Если эта разгневанная читательница «Тиккуна» имела в виду в числе прочих картину «Ханна и ее сестры», то тут она, конечно, заблуждалась. Аллен в образе мнительного еврея Микки Сакса далек от самоиронии и самоуничижения, напротив, он совершеннейший милашка. На деле если что и можно вменить Вуди Аллену, так это его порой злоупотребление обаянием, обезоруживающе откровенная потребность в любви. Возьмем тот же «Тиккун». Тут вам и еврейская вина перед жертвами Холокоста («…во время Второй мировой я был ребенком и жил в Америке… и у меня всегда была сытная еда — и мясо с картошкой, и сладкое…»), и размышления о женах Лота и Иова, и рассказ о его разногласиях с Израилем, побудивших его выступить в «Нью-Йорк таймс» с полемичной статьей, в которой он заявлял о том, что «не одобряет обычая израильских солдат ходить по квартирам и в целях борьбы с интифадой ломать руки всем палестинцам». О том, что он за «большую гибкость в переговорах о спорной территории и за мирное решение конфликта». Однако его материал был неискренне озаглавлен как «Случайные соображения второстепенного ума», и это название, откровенно рассчитанное на читательское опровержение, — дескать, нет, первостепенного! — мне претит. Честно, Вуди.

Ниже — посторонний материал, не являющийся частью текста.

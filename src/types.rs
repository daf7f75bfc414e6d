use std::{sync::Arc, time::Instant};

use serde::{Deserialize, Serialize};

use crate::{
    db::{Database, DatabaseHealth},
    errors::AppError,
    services::AnalyticsTracker,
};

pub type Result<T> = std::result::Result<T, AppError>;

#[derive(Serialize, Deserialize)]
pub struct HealthStatus {
    pub status: String,
    pub version: String,
    pub db_health: Option<DatabaseHealth>,
    pub uptime_seconds: u64,
}

// Define an AppState struct to hold shared application state
pub struct AppState {
    pub start_time: Instant,
    pub db: Database,
    pub version: String,
    pub analytics: Arc<AnalyticsTracker>,
    pub admin_key: String,
    pub site_title: String,
    pub site_header: String,
    pub base_url: String,
    pub behind_proxy: bool,
}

Публикация в «Тиккуне» породила и такое замечание некоего раввина Джека Д. Шпиро из Норфолка, Виргиния: «Единственное, что в статье Вуди Аллена „Случайные соображения второстепенного ума“ оправданно, так это название». Будь раввин Шпиро пообразованнее, он бы разглядел в Вуди ученика Маймонида[230](пропущенного через С. Дж. Перельмана[231]) — философа двенадцатого века, автора «Путеводителя растерянных», в котором он писал, в чем-то предвосхищая тему «Преступлений и проступков»:
Люди часто думают, что зло в мире многочисленнее добра; на эту тему у многих народов сложены пословицы и песни. Говорят, что добро встречается редко, тогда как зло бесчисленно и бесконечно. Не только простые люди разделяют это заблуждение, но и многие из тех, кто считает себя мудрецами. Аль-Рази[232] написал известную книгу «О метафизике». Среди многих прочих безумных и вздорных вещей она содержит мысль, им самим же и придуманную, о том, что в мире зла больше, чем добра. Дескать, если счастье человека и его удовольствие во времена благоденствия сравнить с сыплющимися на него несчастьями — горестями, болями, увечьями, параличом конечностей, страхами, тревогами и трудностями, то существование покажется человеку сущим наказанием и огромным для него злом.
Другой биограф Вуди Аллена, французский кинокритик Роберт Бенаюн, однажды спросил у него: «Что вы думаете о еврейской комедии, замешанной на страхе, задиристости, преувеличениях и самооправдании?»